REQUIRED INPUT FILES:
1. Occurrence Data:
- ./Occ_data/capu_breeding_GBIF_BGP_7kocc.csv (WIWA breeding occurrences)
- ./Occ_data/capu_wintering_GBIF_BGP_5kocc.csv (WIWA wintering occurrences)
- Population-specific occurrence files for 6 genetic populations
2. Climate Data (WorldClim):
- Breeding season (June-July): tmax, tmin, prec
- Wintering season (November-February): tmax, tmin, prec
- Located in ./Amb_data/WorldClim/
3. Shapefiles:
- Population breeding ranges
- WIWA eBird ranges
Files: 05-Capu_manuscript_figures.R
Description: This R script generates comprehensive publication-quality figures for a manuscript on Wilson's Warbler (Cardellina pusilla) genetic populations. The code creates a main genoscape map with breeding and wintering distributions, generates kernel density plots for realized climatic niches, incorporates genetic population assignments with distinct colors, handles reviewer comments by differentiating sampling cohorts and produces final figures suitable for publication.
REQUIRED INPUT FILES:
1. Genetic population raster files (TIFF format):
* Multiple .tif files in: D:/Documentos/UNAM/Maestria/Proyecto/Metadata/ENM_Capu/Scape2Shape/rewiwashapefiles/
2. Occurrence data for all populations (CSV format):
* akal_breeding_final.csv, akal_wintering.csv
* coastal_breeding_final.csv, coastal_wintering.csv
* eastern_breeding_final.csv, eastern_wintering.csv
* pnw_breeding_final.csv, pnw_wintering.csv
* rocky_breeding_final.csv, rocky_wintering.csv
* sierra_breeding_final.csv, sierra_wintering.csv
3. Shapefiles:
* Eastern_complete_breeding_range.shp
* wiwa.nonbreed_season.sf.WGS84.Ebird.shp (wintering range)

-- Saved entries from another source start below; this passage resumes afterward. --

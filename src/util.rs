use byteorder::{ByteOrder, LittleEndian};
use siphasher::sip::SipHasher;
use std::hash::{Hash, Hasher};

// Fixed keys so that the same item produces the same digest in every process.
const ITEM_HASHER_KEYS: (u64, u64) = (0, 0);

/// Hashes `item` with a fixed-key SipHash-2-4 and returns the little-endian bytes of the result.
pub fn item_digest<U>(item: &U) -> [u8; 8]
where
    U: Hash + ?Sized,
{
    let mut hasher = SipHasher::new_with_keys(ITEM_HASHER_KEYS.0, ITEM_HASHER_KEYS.1);
    item.hash(&mut hasher);
    let mut digest = [0; 8];
    LittleEndian::write_u64(&mut digest, hasher.finish());
    digest
}

/// Reads the leading 32-bit word of a digest, or `None` if the digest is shorter than 4 bytes.
pub fn leading_word(digest: &[u8]) -> Option<u32> {
    if digest.len() < 4 {
        return None;
    }
    Some(LittleEndian::read_u32(&digest[..4]))
}

#[cfg(test)]
pub mod tests {
    use super::{item_digest, leading_word};

    #[test]
    fn test_item_digest_stable() {
        assert_eq!(item_digest("foo"), item_digest("foo"));
        assert_eq!(item_digest(&42u32), item_digest(&42u32));
        assert_ne!(item_digest("foo"), item_digest("bar"));
    }

    #[test]
    fn test_leading_word() {
        assert_eq!(leading_word(&[0x01, 0x02, 0x03]), None);
        assert_eq!(leading_word(&[0x01, 0x00, 0x00, 0x00]), Some(1));
        assert_eq!(
            leading_word(&[0x78, 0x56, 0x34, 0x12, 0xFF, 0xFF]),
            Some(0x1234_5678),
        );
    }
}
//! Passive decoder for the MySQL client/server protocol.
//!
//! Feed the bytes each peer sent to a [`Decoder`] and it reports the
//! handshake, commands and responses it recognises to a [`MessageSink`].

pub mod connection;
pub mod error;
pub mod message;
pub mod mysql;
pub mod state_handler;
pub mod util;

pub use connection::{Connection, ConnectionState, Direction, QueryState};
pub use error::{Error, Result};
pub use message::{FnSink, Message, MessageSink};
pub use state_handler::Decoder;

4. RDS objects (kernel density estimations):
* 16 RDS files in ./R_objects_needed/ for niche density plots
Code/software
Rubias (Moran & Anderson, 2018) is an R software program that probabilistically assigns individuals to specific reporting units (i.e. genetic clusters diagnosed in the breeding region). Originally used for fish stock identification, we've co-opted it for bird genoscapes. We used this software specifically for genetic assignment of wintering birds to breeding origin to subsequently define wintering regions of Wilson's warbler genetic groups.
Access information
Other publicly accessible locations of the data:
Changes after Jan 4, 2026: The data, added as a supplemental zipped file, to Zenodo include eBird occurrence data accessed via GBIF and environmental data used to estimate the breeding and nonbreeding climatic niches of each of Wilson's Warbler's distinct breeding groups. Here on Dryad, we also included 5 scripts to estimate climatic niches and create the Manuscript figures. Previously published data in this repository included the genetic data for assignment of additional wintering birds to breeding population of origin, used to define the nonbreeding range necessary to calculate nonbreeding climatic niche.